On Thursday, the Department of Health and Human Services (HHS) announced that, thanks to the Affordable Care Act’s medical loss ratio (MLR) provision, 77.8 million Americans paid $3.4 billion less in health insurance premiums in 2012 because insurance companies operated more efficiently. Additionally, by August of this year, consumers will receive $500 million in rebates from companies that didn’t meet efficiency standards, with 8.5 million enrollees due to receive an average rebate of around $100 per family. This totals nearly $4 billion in savings for consumers in 2012 due to the medical loss ratio provision.

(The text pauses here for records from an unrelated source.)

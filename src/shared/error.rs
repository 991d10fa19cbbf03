use std::fmt;
use thiserror::Error;

/// Exit codes for the CLI application.
///
/// These codes allow CI systems to distinguish between a blocking
/// security gate and a broken pipeline.
#[derive(Debug, Clone, Copy, PartialEq, Eq)]
#[repr(i32)]
pub enum ExitCode {
    /// Success - pipeline completed and the gate passed (or only warned)
    Success = 0,
    /// The security gate failed while configured to block
    GateFailed = 1,
    /// Invalid command-line arguments (clap parsing errors)
    InvalidArguments = 2,
    /// Application error (provisioning, scan, transport, configuration, etc.)
    ApplicationError = 3,
}

impl ExitCode {
    /// Convert to i32 for use with std::process::exit
    pub fn as_i32(self) -> i32 {
        self as i32
    }
}

impl fmt::Display for ExitCode {
    fn fmt(&self, f: &mut fmt::Formatter<'_>) -> fmt::Result {
        match self {
            ExitCode::Success => write!(f, "Success (0)"),
            ExitCode::GateFailed => write!(f, "Security Gate Failed (1)"),
            ExitCode::InvalidArguments => write!(f, "Invalid Arguments (2)"),
            ExitCode::ApplicationError => write!(f, "Application Error (3)"),
        }
    }
}

/// Pipeline-specific errors.
///
/// Raised as `anyhow::Error` like every other failure in the crate; callers
/// that need to branch on the kind recover it with `downcast_ref`.
/// Transport failures (network, non-2xx, malformed payloads) are not listed
/// here: they travel as plain `anyhow::Error` with context attached.
#[derive(Debug, Error)]
pub enum PipelineError {
    /// A polled job reached a terminal-failure or unrecognised status
    #[error("{operation} failed (job: {job}): remote service reported status {status}")]
    RemoteOperationFailed {
        operation: String,
        job: String,
        status: String,
    },

    /// A polled job was still pending when the attempt ceiling was reached
    #[error("{operation} timed out (job: {job}) after {attempts} status check(s)\n\n💡 Hint: Increase --max-poll-attempts or the poll interval")]
    TimedOut {
        operation: String,
        job: String,
        attempts: u32,
    },

    #[error("Failed to provision application version {app}:{version}\nReason: {reason}")]
    ProvisioningFailed {
        app: String,
        version: String,
        reason: String,
    },

    #[error("Failed to commit application version {version_id}\nReason: {reason}")]
    CommitFailed { version_id: u64, reason: String },

    /// The remote service answered, but not with what the call expects
    #[error("Unexpected response for {operation}: {details}")]
    UnexpectedResponse { operation: String, details: String },

    #[error("Invalid configuration: {message}\n\n💡 Hint: Check the command-line flags, environment variables and config file")]
    InvalidConfig { message: String },

    /// Validation error for value objects
    #[error("Validation error: {message}")]
    Validation { message: String },
}

impl PipelineError {
    /// The observed status for poll failures, if this is one
    pub fn remote_status(&self) -> Option<&str> {
        match self {
            PipelineError::RemoteOperationFailed { status, .. } => Some(status),
            _ => None,
        }
    }
}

The medical loss ratio provision, commonly known as the “80/20 rule,” requires insurers in the individual and small group market to spend at least 80 cents of every premium dollar (and 85 cents in the large group market) on health care services or activities that improve health care quality. The provision is based on the idea that premium dollars should go toward medical care, not excessive administrative costs or profits. If an insurer fails to meet the provision’s standard, the insurer must pay its policy holders the difference. As a result, last year, more than 2.6 million households received rebate checks from individual market insurers who spent too much money on administrative costs and not enough money on their medical care.
However, the primary goal of the medical loss ratio provision is not to produce rebate checks for consumers at the end of the year. A true win for consumers is evidence that insurers are taking steps to lower their administrative and overhead costs so that consumers never have to pay excessive premiums in the first place. Yesterday’s announcement shows that insurers are taking those steps, with consumers reaping the benefits. This is even more exciting because a previous analysis by the Kaiser Family Foundation estimated the savings would only total $2.1 billion for 2012—less than half of what consumers actually saved in lower premiums and rebates.
As insurance companies continue to operate more efficiently, consumers can feel confident that their premium dollars are going toward the most important thing—their health care.